Figure 2. Depicted are scenarios for operational research that can be studied to optimize anti-TB regimens in resource-limited and TB endemic settings.

Figure 2

In these scenarios the term resource-limited setting assumes that therapeutic drug monitoring and minimum inhibitory concentration (MIC) may be available at a national or supranational reference laboratory and multidrug-resistant (MDR)-TB is diagnosed by rapid molecular test. Each subpopulation of MDR or non-MDR-TB patient may represent a separate interventional opportunity thereby necessitating their own control group.

DBS: Dried blood spot, a distinct delivery system with innovative opportunity; TB: Tuberculosis.

For instance, we may predict given the encouraging clinical trial results in higher-dose rifampin that empiric dose increase will eventually become standard practice for drug-susceptible pulmonary TB and TB meningitis, and may therefore lessen the need for individual TDM in that setting. TB programs may ultimately opt for individualized management in only specialized scenarios, limiting the market for innovative improvement in TDM delivery.
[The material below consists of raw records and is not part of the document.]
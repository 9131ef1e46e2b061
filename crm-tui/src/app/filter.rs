use crm_api::domain::Activity;

use super::TypeFilter;

/// Activities whose description contains `search` (case-insensitive) and whose
/// type passes `type_filter`, newest first.
///
/// An activity without a description never matches, not even an empty search.
/// The sort is stable, so activities with equal timestamps keep fetch order.
pub fn visible_activities<'a>(
    activities: &'a [Activity],
    search: &str,
    type_filter: TypeFilter,
) -> Vec<&'a Activity> {
    let needle = search.to_lowercase();
    let mut visible: Vec<&Activity> = activities
        .iter()
        .filter(|a| matches_search(a, &needle) && type_filter.matches(a.activity_type))
        .collect();
    visible.sort_by(|a, b| b.date.cmp(&a.date));
    visible
}

fn matches_search(activity: &Activity, needle: &str) -> bool {
    activity
        .description
        .as_deref()
        .is_some_and(|d| d.to_lowercase().contains(needle))
}

#[cfg(test)]
mod tests {
    use super::*;
    use crm_api::domain::{ActivityType, Lookup};
    use time::macros::datetime;
    use time::OffsetDateTime;

    fn activity(
        id: i64,
        activity_type: ActivityType,
        date: OffsetDateTime,
        description: Option<&str>,
    ) -> Activity {
        Activity {
            id,
            activity_type,
            date,
            description: description.map(str::to_string),
            contact: Lookup::Id(1),
            deal: None,
        }
    }

    fn ids(visible: &[&Activity]) -> Vec<i64> {
        visible.iter().map(|a| a.id).collect()
    }

    fn sample() -> Vec<Activity> {
        vec![
            activity(1, ActivityType::Call, datetime!(2024-01-01 09:00 UTC), Some("Intro call")),
            activity(2, ActivityType::Email, datetime!(2024-01-03 09:00 UTC), Some("Pricing EMAIL")),
            activity(3, ActivityType::Call, datetime!(2024-01-02 09:00 UTC), Some("Pricing call")),
            activity(4, ActivityType::Note, datetime!(2024-01-04 09:00 UTC), None),
        ]
    }

    #[test]
    fn empty_search_and_all_types_sorts_newest_first() {
        let activities = sample();
        let visible = visible_activities(&activities, "", TypeFilter::All);
        assert_eq!(ids(&visible), [2, 3, 1]);
    }

    #[test]
    fn activity_without_description_never_matches() {
        let activities = sample();
        let visible = visible_activities(&activities, "", TypeFilter::Only(ActivityType::Note));
        assert!(visible.is_empty());
    }

    #[test]
    fn search_is_case_insensitive_substring() {
        let activities = sample();
        let visible = visible_activities(&activities, "pRiCiNg", TypeFilter::All);
        assert_eq!(ids(&visible), [2, 3]);
    }

    #[test]
    fn search_and_type_must_both_match() {
        let activities = sample();
        let visible =
            visible_activities(&activities, "pricing", TypeFilter::Only(ActivityType::Call));
        assert_eq!(ids(&visible), [3]);
    }

    #[test]
    fn equal_timestamps_keep_fetch_order() {
        let when = datetime!(2024-02-01 12:00 UTC);
        let activities = vec![
            activity(10, ActivityType::Task, when, Some("a")),
            activity(11, ActivityType::Task, when, Some("b")),
            activity(12, ActivityType::Task, when, Some("c")),
        ];
        let visible = visible_activities(&activities, "", TypeFilter::All);
        assert_eq!(ids(&visible), [10, 11, 12]);
    }

    #[test]
    fn timestamps_compare_across_offsets() {
        let activities = vec![
            activity(1, ActivityType::Call, datetime!(2024-01-01 10:00 +02:00), Some("x")),
            activity(2, ActivityType::Call, datetime!(2024-01-01 09:00 UTC), Some("x")),
        ];
        let visible = visible_activities(&activities, "x", TypeFilter::All);
        assert_eq!(ids(&visible), [2, 1]);
    }
}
Yet we agree with others that MDR-TB may represent an emerging niche [106,107]. Certainly TDM of plasma may not reflect drug concentrations at the site of infection, yet recent reports of correlative plasma concentrations of MDR-TB drugs with concentrations from pathologic specimens of affected lung are encouraging [106]. Furthermore, molecular diagnostics for M. tuberculosis drugresistance mutations will be more extensively informed by deeper sequencing methods and individual mutations may become increasingly precise in predicting quantitative change in MIC. In this scenario, we could anticipate TDM results for key MDR-TB drugs to be used in concert with rapid quantitative susceptibility in order to guide therapeutic decisions at the bedside. Regardless, rigorously performed studies of currently available second-line drug pharmacokinetics will better define the rational introduction of novel therapeutics.

highlights.

  • Tuberculosis (TB) is responsible for approximately 1.4 million deaths per year, the leading cause of death from a curable infectious disease worldwide.

  • Individual pharmacokinetic variability is underappreciated and can lead to poor long-term treatment outcome including relapse and acquired drug resistance.

  • Threshold pharmacokinetic parameters associated with poor treatment outcome will guide further validation across diverse patient populations and comorbidities, and will be sought for second-line drugs used in the treatment of multidrug-resistant (MDR)-TB.

  • Therapeutic drug monitoring (TDM) is the most accurate means of assessing individual pharmacokinetic variability but is inaccessible in most TB endemic settings.

  • Optimizing treatment regimens based on individual pharmacokinetics in TB endemic settings may become more realizable with dried blood spot TDM and commercialized MIC plates – areas of innovative opportunity – but uptake will be tempered by programmatic unfamiliarity with individualized management.

  • A relative explosion of pharmacokinetic research is anticipated in special populations including MDR-TB and those at higher risk of poor treatment outcome and should inform new drug development and application.

This box summarizes key points contained in the article.

Footnotes

Declaration of interest

The authors have no competing interests to declare and have received no funding in preparation of the manuscript.